Il faut aussi arriver à rester simple et à trouver des solutions simples. C’est plus facile de trouver quelque chose de compliqué, de complexe qui est long à mettre en œuvre. Le plus dur c’est de simplifier, de rationnaliser et de trouver quelque chose de très simple, impactant et court.

 

Pouvez-vous nous décrire une journée type ?

Je n’ai pas vraiment de journée type. J’ai plusieurs dossiers par jour à régler : un dossier qui est plus technique, un dossier plus commercial, un dossier plus juridique, financier, de communication, etc. Ma journée est découpée en plusieurs phases. Je dois jongler entre les dossiers et pouvoir tout de suite trouver rapidement des solutions simples qui nous permettent d’avancer.

 

Quel(s) conseil(s) donneriez-vous aux futurs diplômés du master Management et Administrations des Entreprises ?
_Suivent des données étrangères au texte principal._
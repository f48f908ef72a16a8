use clap::ValueEnum;
use std::{io::Write, str::FromStr};
use wdp_solver::Program;

// Same story here with the ExportFormat enum, as with the BackendLib enum
#[derive(Clone, Copy, Debug, PartialEq, ValueEnum)]
pub enum ExportFormat {
    Mps,
    Lp,
}

impl ExportFormat {
    pub fn export<W: Write>(&self, program: &Program, buffer: &mut W) -> anyhow::Result<()> {
        match self {
            Self::Mps => program.export_mps(buffer)?,
            Self::Lp => program.export_lp(buffer)?,
        };
        buffer.flush()?;
        Ok(())
    }
}

impl FromStr for ExportFormat {
    type Err = ExportFormatError;

    fn from_str(s: &str) -> Result<Self, Self::Err> {
        match s {
            "mps" | "MPS" => Ok(Self::Mps),
            "lp" | "LP" => Ok(Self::Lp),
            _ => Err(Self::Err::ExportExtension(s.to_owned())),
        }
    }
}

#[derive(thiserror::Error, Debug)]
pub enum ExportFormatError {
    #[error("Unknown export format: {0}")]
    ExportExtension(String),
}
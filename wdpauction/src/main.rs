use clap::Parser as _;
use tracing_subscriber::{layer::SubscriberExt as _, util::SubscriberInitExt as _};
use wdpauction::BaseArgs;

#[tokio::main]
pub async fn main() -> anyhow::Result<()> {
    // Library events go to stderr, so stdout stays clean for the report.
    // RUST_LOG controls the verbosity.
    tracing_subscriber::registry()
        .with(tracing_subscriber::EnvFilter::from_default_env())
        .with(tracing_subscriber::fmt::layer().with_writer(std::io::stderr))
        .init();

    let args = BaseArgs::parse();
    args.evaluate().await
}
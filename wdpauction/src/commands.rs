use super::RunArgs;
use clap::Subcommand;

mod export;
pub use export::{ExportFormat, ExportFormatError};

mod solve;
pub use solve::BackendLib;

#[derive(Subcommand)]
pub enum Commands {
    /// Solve the auction and report the allocation as JSON
    Solve {
        #[command(flatten)]
        run: RunArgs,

        /// Request a specific backend
        #[arg(short, long, default_value = "microlp")]
        lib: BackendLib,
    },

    /// Construct the winner determination program and export to a standard format
    Export {
        #[command(flatten)]
        run: RunArgs,

        /// The file format to use (if omitted, will infer based on filename)
        #[arg(short, long)]
        format: Option<ExportFormat>,
    },
}
use crate::{Map, Program, Sense, Var};
use std::io::Write;

impl Program {
    /// Export the program in CPLEX LP format.
    ///
    /// Constraints without any terms carry no information and are written as
    /// comments.
    pub fn export_lp(&self, buffer: &mut impl Write) -> Result<(), std::io::Error> {
        writeln!(buffer, "\\ airspace slot auction winner determination")?;
        writeln!(buffer, "Maximize")?;
        writeln!(buffer, " utility: {}", self.linear(self.objective()))?;

        writeln!(buffer, "Subject To")?;
        for constraint in self.constraints() {
            if constraint.terms.is_empty() {
                writeln!(
                    buffer,
                    "\\ {}: 0 {} {}",
                    constraint.key, constraint.sense, constraint.bound
                )?;
                continue;
            }
            writeln!(
                buffer,
                " {}: {} {} {}",
                constraint.key,
                self.linear(&constraint.terms),
                constraint.sense,
                constraint.bound
            )?;
        }

        writeln!(buffer, "Binary")?;
        for (_, key) in self.variables() {
            writeln!(buffer, " {key}")?;
        }
        writeln!(buffer, "End")?;

        Ok(())
    }

    /// Export the program in (free) MPS format, with every column marked integral
    /// and bounded to [0, 1].
    pub fn export_mps(&self, buffer: &mut impl Write) -> Result<(), std::io::Error> {
        // Record layout follows
        // https://www.ibm.com/docs/en/icos/22.1.2?topic=standard-records-in-mps-format
        // with the OBJSENSE extension so readers maximize.
        writeln!(buffer, "NAME          wdp")?;
        writeln!(buffer, "OBJSENSE")?;
        writeln!(buffer, "    MAX")?;

        writeln!(buffer, "ROWS")?;
        writeln!(buffer, " N  utility")?;
        for constraint in self.constraints() {
            let sense = match constraint.sense {
                Sense::LessEqual => "L",
                Sense::Equal => "E",
            };
            writeln!(buffer, " {sense}  {}", constraint.key)?;
        }

        // The constraint matrix is stored row-wise, but MPS wants it column-wise
        let mut columns = Map::<Var, Vec<(String, f64)>>::default();
        for (var, _) in self.variables() {
            let entries = columns.entry(var).or_default();
            if let Some(&coef) = self.objective().get(&var) {
                entries.push(("utility".to_owned(), coef));
            }
        }
        for constraint in self.constraints() {
            for (var, &coef) in constraint.terms.iter() {
                columns
                    .entry(*var)
                    .or_default()
                    .push((constraint.key.to_string(), coef));
            }
        }

        writeln!(buffer, "COLUMNS")?;
        writeln!(buffer, "    MARKER    'MARKER'    'INTORG'")?;
        for (var, entries) in columns.iter() {
            let Some(key) = self.key(*var) else {
                continue;
            };
            for (row, coef) in entries {
                writeln!(buffer, "    {key}    {row}    {coef}")?;
            }
        }
        writeln!(buffer, "    MARKER    'MARKER'    'INTEND'")?;

        writeln!(buffer, "RHS")?;
        for constraint in self.constraints() {
            if constraint.bound != 0.0 {
                writeln!(buffer, "    RHS    {}    {}", constraint.key, constraint.bound)?;
            }
        }

        writeln!(buffer, "BOUNDS")?;
        for (_, key) in self.variables() {
            writeln!(buffer, " BV BND    {key}")?;
        }
        writeln!(buffer, "ENDATA")?;

        Ok(())
    }
}
use clap::Parser;
use std::io::Write as _;
use tracing::{Level, event};

mod io;
pub use io::*;

mod config;
pub use config::{AppConfig, Inputs};

mod commands;
pub use commands::*;

// The top-level arguments -- presently just which subcommand to execute
#[derive(Parser)]
#[command(version, about, long_about = None)]
pub struct BaseArgs {
    #[command(subcommand)]
    pub command: Commands,
}

impl BaseArgs {
    pub async fn evaluate(self) -> anyhow::Result<()> {
        match self.command {
            Commands::Solve { run, lib } => {
                let config = AppConfig::load(&run)?;
                let instance = config.instance()?;
                let report = lib.solve(&instance, config.run.settings()).await?;

                event!(
                    Level::INFO,
                    status = %report.status,
                    utility = ?report.utility(),
                    solve_time = ?report.solve_time,
                    "run complete"
                );

                let mut output = run.write()?;
                serde_json::to_writer_pretty(&mut output, &report)?;
                writeln!(output)?;
            }
            Commands::Export { run, format } => {
                let format = if let Some(format) = format {
                    format
                } else if let Some(ext) = run.extension() {
                    ext.parse()?
                } else {
                    return Err(CliError::ExportInference)?;
                };

                let config = AppConfig::load(&run)?;
                let instance = config.instance()?;
                let (program, _) = instance.program(config.run.fairness_enabled)?;

                let mut output = run.write()?;
                format.export(&program, &mut output)?;
            }
        }

        Ok(())
    }
}

#[derive(thiserror::Error, Debug)]
pub enum CliError {
    #[error("Unable to infer export format, please specify a valid format")]
    ExportInference,
}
  • Trouvez une équipe qui ne vous ressemble pas ! Il faut des membres d’équipe qui ne soient pas dans la même promotion que vous. Il vaut mieux que l’équipe soit mixte. La communication au sein de l’équipe est essentielle, c’est le ciment.
  • Lancez-vous juste après les études. N’attendez pas d’avoir trouvé un CDI pour regretter, 10 ans plus tard, de ne pas vous être lancé.
  • L’argent n’est pas un problème, on ne le dit pas forcément assez. Il y a actuellement un terreau très favorable à la création d’entreprise en France et en Bourgogne notamment. C’est impressionnant. Il y a énormément d’institutions qui permettent de faire des prêts à taux 0 ou des avances remboursables, des subventions, etc.
  • Il faut savoir aussi que l’idée de départ n’est jamais l’idée finale. Il ne faut pas en avoir peur. L’idée de départ peu être ridicule mais le fait d’avoir une équipe et d’avoir fait des études de marché réoriente l’idée vers quelque chose de plus concret.
  • Il ne faut pas non plus avoir peur soit de ne pas avoir d’idée soit que quelqu’un ait la même idée que nous. Quelqu’un a forcément déjà eu la même idée que nous il y a  10 ans ou même 2 mois, c’est la façon dont on la gère qui est différente.